The input:
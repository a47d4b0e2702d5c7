//! Flat-text load/store for [`Vector`] and [`Matrix`].
//!
//! Vector files carry a header line with the element count, then the
//! elements whitespace-separated. Matrix files carry a `rows cols`
//! header line, then one line per row. `save` writes through `Display`
//! (shortest round-trip formatting), so store → load reproduces the
//! value exactly.

use std::fmt::Write as _;
use std::fs;
use std::path::Path;

use thiserror::Error;

use crate::matrix::Matrix;
use crate::traits::Real;
use crate::vector::Vector;

/// Errors from loading a vector or matrix from a text file.
#[derive(Debug, Error)]
pub enum ReadError {
    /// Underlying file I/O failure.
    #[error("i/o error: {0}")]
    Io(#[from] std::io::Error),
    /// The file content does not match the expected format.
    #[error("line {line}: {reason}")]
    Malformed {
        /// 1-based line number.
        line: usize,
        /// What went wrong.
        reason: String,
    },
}

fn malformed(line: usize, reason: impl Into<String>) -> ReadError {
    ReadError::Malformed {
        line,
        reason: reason.into(),
    }
}

/// Parse every whitespace-separated token on `text`'s lines starting at
/// 1-based line number `first_line`.
fn parse_values<T: Real>(
    lines: &[(usize, &str)],
    expected: usize,
) -> Result<Vec<T>, ReadError> {
    let mut values = Vec::with_capacity(expected);
    for &(line_no, line) in lines {
        for token in line.split_whitespace() {
            let value = token
                .parse::<T>()
                .map_err(|_| malformed(line_no, format!("invalid number '{}'", token)))?;
            values.push(value);
        }
    }
    let last = lines.last().map(|&(n, _)| n).unwrap_or(1);
    if values.len() != expected {
        return Err(malformed(
            last,
            format!("expected {} values, found {}", expected, values.len()),
        ));
    }
    Ok(values)
}

impl<T: Real> Vector<T> {
    /// Load a vector from a text file: a header line with the element
    /// count, then that many whitespace-separated numbers.
    ///
    /// ```no_run
    /// use linmat::Vector;
    /// let v = Vector::<f64>::load("v.txt").unwrap();
    /// assert!(v.len() > 0);
    /// ```
    pub fn load(path: impl AsRef<Path>) -> Result<Self, ReadError> {
        let text = fs::read_to_string(path)?;
        let mut lines = text.lines().enumerate().map(|(i, l)| (i + 1, l));

        let (_, header) = lines
            .next()
            .ok_or_else(|| malformed(1, "missing element count header"))?;
        let n: usize = header
            .trim()
            .parse()
            .map_err(|_| malformed(1, format!("invalid element count '{}'", header.trim())))?;

        let rest: Vec<(usize, &str)> = lines.collect();
        let values = parse_values(&rest, n)?;
        Ok(Self::from_vec(values))
    }

    /// Store the vector in the format [`Vector::load`] reads.
    pub fn save(&self, path: impl AsRef<Path>) -> std::io::Result<()> {
        let mut out = format!("{}\n", self.len());
        for (i, x) in self.iter().enumerate() {
            if i > 0 {
                out.push(' ');
            }
            let _ = write!(out, "{}", x);
        }
        out.push('\n');
        fs::write(path, out)
    }
}

impl<T: Real> Matrix<T> {
    /// Load a matrix from a text file: a `rows cols` header line, then
    /// `rows` lines of `cols` whitespace-separated numbers.
    ///
    /// ```no_run
    /// use linmat::Matrix;
    /// let m = Matrix::<f64>::load("m.txt").unwrap();
    /// assert!(m.nrows() > 0);
    /// ```
    pub fn load(path: impl AsRef<Path>) -> Result<Self, ReadError> {
        let text = fs::read_to_string(path)?;
        let mut lines = text.lines().enumerate().map(|(i, l)| (i + 1, l));

        let (_, header) = lines
            .next()
            .ok_or_else(|| malformed(1, "missing 'rows cols' header"))?;
        let dims: Vec<&str> = header.split_whitespace().collect();
        if dims.len() != 2 {
            return Err(malformed(1, "header must be 'rows cols'"));
        }
        let rows: usize = dims[0]
            .parse()
            .map_err(|_| malformed(1, format!("invalid row count '{}'", dims[0])))?;
        let cols: usize = dims[1]
            .parse()
            .map_err(|_| malformed(1, format!("invalid column count '{}'", dims[1])))?;
        if rows == 0 || cols == 0 {
            return Err(malformed(1, "matrix dimensions must be at least 1x1"));
        }

        let rest: Vec<(usize, &str)> = lines.collect();
        let values = parse_values(&rest, rows * cols)?;
        Ok(Self::from_rows(rows, cols, &values))
    }

    /// Store the matrix in the format [`Matrix::load`] reads.
    pub fn save(&self, path: impl AsRef<Path>) -> std::io::Result<()> {
        let mut out = format!("{} {}\n", self.nrows(), self.ncols());
        for i in 0..self.nrows() {
            for (j, x) in self.row_slice(i).iter().enumerate() {
                if j > 0 {
                    out.push(' ');
                }
                let _ = write!(out, "{}", x);
            }
            out.push('\n');
        }
        fs::write(path, out)
    }
}

#[cfg(test)]
mod tests {
    use super::*;

    fn temp_path(name: &str) -> std::path::PathBuf {
        let mut p = std::env::temp_dir();
        p.push(format!("linmat-io-{}-{}", std::process::id(), name));
        p
    }

    #[test]
    fn vector_round_trip() {
        let path = temp_path("vec.txt");
        let v = Vector::from_slice(&[1.5_f64, -2.0, 3.25e-3, 0.1]);
        v.save(&path).unwrap();
        let loaded = Vector::<f64>::load(&path).unwrap();
        assert_eq!(loaded, v);
        let _ = fs::remove_file(&path);
    }

    #[test]
    fn matrix_round_trip() {
        let path = temp_path("mat.txt");
        let m = Matrix::from_rows(2, 3, &[1.0_f64, -2.5, 3.0, 0.25, 5.0e6, -0.125]);
        m.save(&path).unwrap();
        let loaded = Matrix::<f64>::load(&path).unwrap();
        assert_eq!(loaded, m);
        let _ = fs::remove_file(&path);
    }

    #[test]
    fn vector_format_on_disk() {
        let path = temp_path("vec-format.txt");
        let v = Vector::from_slice(&[3.0_f64, 4.0]);
        v.save(&path).unwrap();
        let text = fs::read_to_string(&path).unwrap();
        assert_eq!(text, "2\n3 4\n");
        let _ = fs::remove_file(&path);
    }

    #[test]
    fn matrix_format_on_disk() {
        let path = temp_path("mat-format.txt");
        let m = Matrix::from_rows(2, 2, &[1.0_f64, 2.0, 3.0, 4.0]);
        m.save(&path).unwrap();
        let text = fs::read_to_string(&path).unwrap();
        assert_eq!(text, "2 2\n1 2\n3 4\n");
        let _ = fs::remove_file(&path);
    }

    #[test]
    fn load_reports_bad_token() {
        let path = temp_path("bad-token.txt");
        fs::write(&path, "2\n1.0 oops\n").unwrap();
        let err = Vector::<f64>::load(&path).unwrap_err();
        match err {
            ReadError::Malformed { line, reason } => {
                assert_eq!(line, 2);
                assert!(reason.contains("oops"));
            }
            other => panic!("unexpected error: {:?}", other),
        }
        let _ = fs::remove_file(&path);
    }

    #[test]
    fn load_reports_count_mismatch() {
        let path = temp_path("short.txt");
        fs::write(&path, "3\n1.0 2.0\n").unwrap();
        assert!(matches!(
            Vector::<f64>::load(&path).unwrap_err(),
            ReadError::Malformed { .. }
        ));
        let _ = fs::remove_file(&path);
    }

    #[test]
    fn load_rejects_degenerate_matrix_header() {
        let path = temp_path("degenerate.txt");
        fs::write(&path, "0 2\n").unwrap();
        assert!(matches!(
            Matrix::<f64>::load(&path).unwrap_err(),
            ReadError::Malformed { line: 1, .. }
        ));
        let _ = fs::remove_file(&path);
    }

    #[test]
    fn load_missing_file_is_io_error() {
        let err = Vector::<f64>::load("/nonexistent/linmat.txt").unwrap_err();
        assert!(matches!(err, ReadError::Io(_)));
    }
}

About this exercise: Provide only the number of lines in the material above that contain the word "separated".

Exercise output: 4